#### Exercise aim
List, from the lines below, each one with "through" in it.
****************************************
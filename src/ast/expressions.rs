//! Definitions for the expression nodes of the AST.
//!
//! This module contains every value-producing node:
//!
//! - Literal values and storage references (variables, arrays, indexed access)
//! - Arithmetic operators, which propagate a numeric type through `promote`
//! - Comparison and logical operators, which produce target booleans
//! - Function calls
//!
//! Expression nodes ignore the indentation level and emit inline fragments;
//! only `Funcall` honours it, because a bare call is also a valid statement.

use std::any::Any;
use std::fmt;
use std::io;

use crate::ast::ast::{indent, Node, TypedNode};
use crate::ast::types::{promote, Type};
use crate::errors::errors::CompileError;
use crate::{MK_ARITH_OP, MK_BOOL_OP};

/// Tagged payload of a literal value.
#[derive(Debug, Clone, PartialEq)]
pub enum Literal {
    Int(i64),
    Float(f64),
    Char(char),
    /// Character-sequence literal, stored without its delimiting quotes.
    Str(String),
}

/// Escapes a character-sequence payload for embedding between double quotes
/// in the target source. The payload is stored unescaped, so backslashes and
/// quotes must be escaped at emission to keep the generated text parseable.
pub(crate) fn escape_str(text: &str) -> String {
    text.replace('\\', "\\\\").replace('"', "\\\"")
}

/// Formats a float so the target re-parses it as a float, never an integer.
fn float_literal(value: f64) -> String {
    if value.fract() == 0.0 && value.is_finite() {
        format!("{:.1}", value)
    } else {
        format!("{}", value)
    }
}

/// A literal value of one of the available types. Leaf node.
#[derive(Debug, Clone)]
pub struct Value {
    literal: Literal,
    ty: Type,
}

impl Value {
    pub fn int(value: i64) -> Self {
        Value {
            literal: Literal::Int(value),
            ty: Type::Integer,
        }
    }

    pub fn float(value: f64) -> Self {
        Value {
            literal: Literal::Float(value),
            ty: Type::Float,
        }
    }

    pub fn chr(value: char) -> Self {
        Value {
            literal: Literal::Char(value),
            ty: Type::Character,
        }
    }

    /// Creates a character-array literal.
    ///
    /// The payload is normalised at construction: one pair of delimiting
    /// double quotes is stripped if present, so the stored text is the bare
    /// character sequence and its length is the effective literal length.
    pub fn str(text: &str) -> Self {
        let text = text
            .strip_prefix('"')
            .and_then(|t| t.strip_suffix('"'))
            .unwrap_or(text);

        Value {
            literal: Literal::Str(text.to_string()),
            ty: Type::CharacterArray,
        }
    }

    pub fn literal(&self) -> &Literal {
        &self.literal
    }

    /// Builder hook: overrides the type derived from the literal tag.
    /// Only meaningful while the tree is under construction.
    pub fn set_type(&mut self, ty: Type) {
        self.ty = ty;
    }
}

impl Node for Value {
    fn display(&self, out: &mut dyn fmt::Write) -> fmt::Result {
        match &self.literal {
            Literal::Int(v) => write!(out, "{}", v),
            Literal::Float(v) => write!(out, "{}", float_literal(*v)),
            Literal::Char(v) => write!(out, "'{}'", v),
            Literal::Str(v) => write!(out, "\"{}\"", v),
        }
    }

    fn compile(&self, out: &mut dyn io::Write, _level: usize) -> Result<(), CompileError> {
        match &self.literal {
            Literal::Int(v) => write!(out, "{}", v)?,
            Literal::Float(v) => write!(out, "{}", float_literal(*v))?,
            Literal::Char(v) => write!(out, "'{}'", v)?,
            // A char-array literal becomes a target list with a terminator
            // slot. The enclosing assignment bounds the copy to the
            // destination size; standalone emission keeps the full text.
            Literal::Str(v) => write!(out, "[c for c in \"{}\"]+[0]", escape_str(v))?,
        }
        Ok(())
    }

    fn as_any(&self) -> &dyn Any {
        self
    }
}

impl TypedNode for Value {
    fn node_type(&self) -> Type {
        self.ty
    }
}

/// Reference to a named storage slot.
#[derive(Debug, Clone)]
pub struct Variable {
    id: String,
    ty: Type,
}

impl Variable {
    pub fn new(id: impl Into<String>, ty: Type) -> Self {
        Variable { id: id.into(), ty }
    }

    pub fn id(&self) -> &str {
        &self.id
    }
}

impl Node for Variable {
    fn display(&self, out: &mut dyn fmt::Write) -> fmt::Result {
        write!(out, "{}", self.id)
    }

    fn compile(&self, out: &mut dyn io::Write, _level: usize) -> Result<(), CompileError> {
        write!(out, "{}", self.id)?;
        Ok(())
    }

    fn as_any(&self) -> &dyn Any {
        self
    }
}

impl TypedNode for Variable {
    fn node_type(&self) -> Type {
        self.ty
    }
}

/// Named storage reference with a compile-time size.
///
/// Used as an assignment destination; the size is what bounds the copy loop
/// of the char-array special case. The defining occurrence is
/// `ArrayDeclaration` and indexed reads go through `ArrayAccess`.
#[derive(Debug, Clone)]
pub struct Array {
    id: String,
    size: usize,
    ty: Type,
}

impl Array {
    pub fn new(id: impl Into<String>, size: usize, ty: Type) -> Self {
        Array {
            id: id.into(),
            size,
            ty,
        }
    }

    pub fn id(&self) -> &str {
        &self.id
    }

    pub fn size(&self) -> usize {
        self.size
    }
}

impl Node for Array {
    fn display(&self, out: &mut dyn fmt::Write) -> fmt::Result {
        write!(out, "{}[{}]", self.id, self.size)
    }

    fn compile(&self, out: &mut dyn io::Write, _level: usize) -> Result<(), CompileError> {
        write!(out, "{}", self.id)?;
        Ok(())
    }

    fn as_any(&self) -> &dyn Any {
        self
    }
}

impl TypedNode for Array {
    fn node_type(&self) -> Type {
        self.ty
    }
}

/// Indexed access into an array.
///
/// The index is an arbitrary owned expression compiled inline; it is not
/// range-checked here. An out-of-range index is a target-runtime condition.
#[derive(Debug)]
pub struct ArrayAccess {
    id: String,
    ty: Type,
    index: Box<dyn Node>,
}

impl ArrayAccess {
    pub fn new(id: impl Into<String>, ty: Type, index: Box<dyn Node>) -> Self {
        ArrayAccess {
            id: id.into(),
            ty,
            index,
        }
    }

    pub fn index(&self) -> &dyn Node {
        self.index.as_ref()
    }
}

impl Node for ArrayAccess {
    fn display(&self, out: &mut dyn fmt::Write) -> fmt::Result {
        write!(out, "{}[", self.id)?;
        self.index.display(out)?;
        write!(out, "]")
    }

    fn compile(&self, out: &mut dyn io::Write, _level: usize) -> Result<(), CompileError> {
        write!(out, "{}[", self.id)?;
        self.index.compile(out, 0)?;
        write!(out, "]")?;
        Ok(())
    }

    fn as_any(&self) -> &dyn Any {
        self
    }
}

impl TypedNode for ArrayAccess {
    fn node_type(&self) -> Type {
        self.ty
    }
}

// Arithmetic operators: typed, result type fixed by `promote` at
// construction, full expression parenthesized.
MK_ARITH_OP!(AddOp, "+");
MK_ARITH_OP!(SubOp, "-");
MK_ARITH_OP!(MulOp, "*");
MK_ARITH_OP!(DivOp, "/");

// Boolean operators: untyped, emitted without an enclosing parenthesis.
MK_BOOL_OP!(EqOp, "==");
MK_BOOL_OP!(GtOp, ">");
MK_BOOL_OP!(LtOp, "<");
MK_BOOL_OP!(GeOp, ">=");
MK_BOOL_OP!(LeOp, "<=");
MK_BOOL_OP!(OrOp, " or ");
MK_BOOL_OP!(AndOp, " and ");
// True exclusive-or over the operands; comparisons produce target booleans,
// for which `^` is logical xor.
MK_BOOL_OP!(XorOp, "^");

/// Prefix negation of a single owned operand.
#[derive(Debug)]
pub struct NotOp {
    operand: Box<dyn Node>,
}

impl NotOp {
    pub fn new(operand: Box<dyn Node>) -> Self {
        NotOp { operand }
    }
}

impl Node for NotOp {
    fn display(&self, out: &mut dyn fmt::Write) -> fmt::Result {
        write!(out, "NotOp(")?;
        self.operand.display(out)?;
        write!(out, ")")
    }

    fn compile(&self, out: &mut dyn io::Write, _level: usize) -> Result<(), CompileError> {
        write!(out, "not(")?;
        self.operand.compile(out, 0)?;
        write!(out, ")")?;
        Ok(())
    }

    fn as_any(&self) -> &dyn Any {
        self
    }
}

/// Call of a previously declared function.
///
/// Arguments can be any typed expression (values, variables, operations,
/// other calls). The return type is resolved by the upstream validation pass
/// and handed in at construction.
#[derive(Debug)]
pub struct Funcall {
    name: String,
    args: Vec<Box<dyn TypedNode>>,
    ty: Type,
}

impl Funcall {
    pub fn new(name: impl Into<String>, args: Vec<Box<dyn TypedNode>>, ty: Type) -> Self {
        Funcall {
            name: name.into(),
            args,
            ty,
        }
    }

    pub fn name(&self) -> &str {
        &self.name
    }

    pub fn args(&self) -> &[Box<dyn TypedNode>] {
        &self.args
    }
}

impl Node for Funcall {
    fn display(&self, out: &mut dyn fmt::Write) -> fmt::Result {
        write!(out, "Funcall({}, [", self.name)?;
        for arg in &self.args {
            arg.display(out)?;
            write!(out, ", ")?;
        }
        writeln!(out, "])")
    }

    fn compile(&self, out: &mut dyn io::Write, level: usize) -> Result<(), CompileError> {
        // Indented when used as a statement, inline when used as an argument.
        indent(out, level)?;
        write!(out, "{}(", self.name)?;
        for (i, arg) in self.args.iter().enumerate() {
            if i > 0 {
                write!(out, ",")?;
            }
            arg.compile(out, 0)?;
        }
        write!(out, ")")?;
        Ok(())
    }

    fn as_any(&self) -> &dyn Any {
        self
    }
}

impl TypedNode for Funcall {
    fn node_type(&self) -> Type {
        self.ty
    }
}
****************************************
#### Finished exercise
//! - Arithmetic operators, which propagate a numeric type through `promote`
/// `ArrayDeclaration` and indexed reads go through `ArrayAccess`.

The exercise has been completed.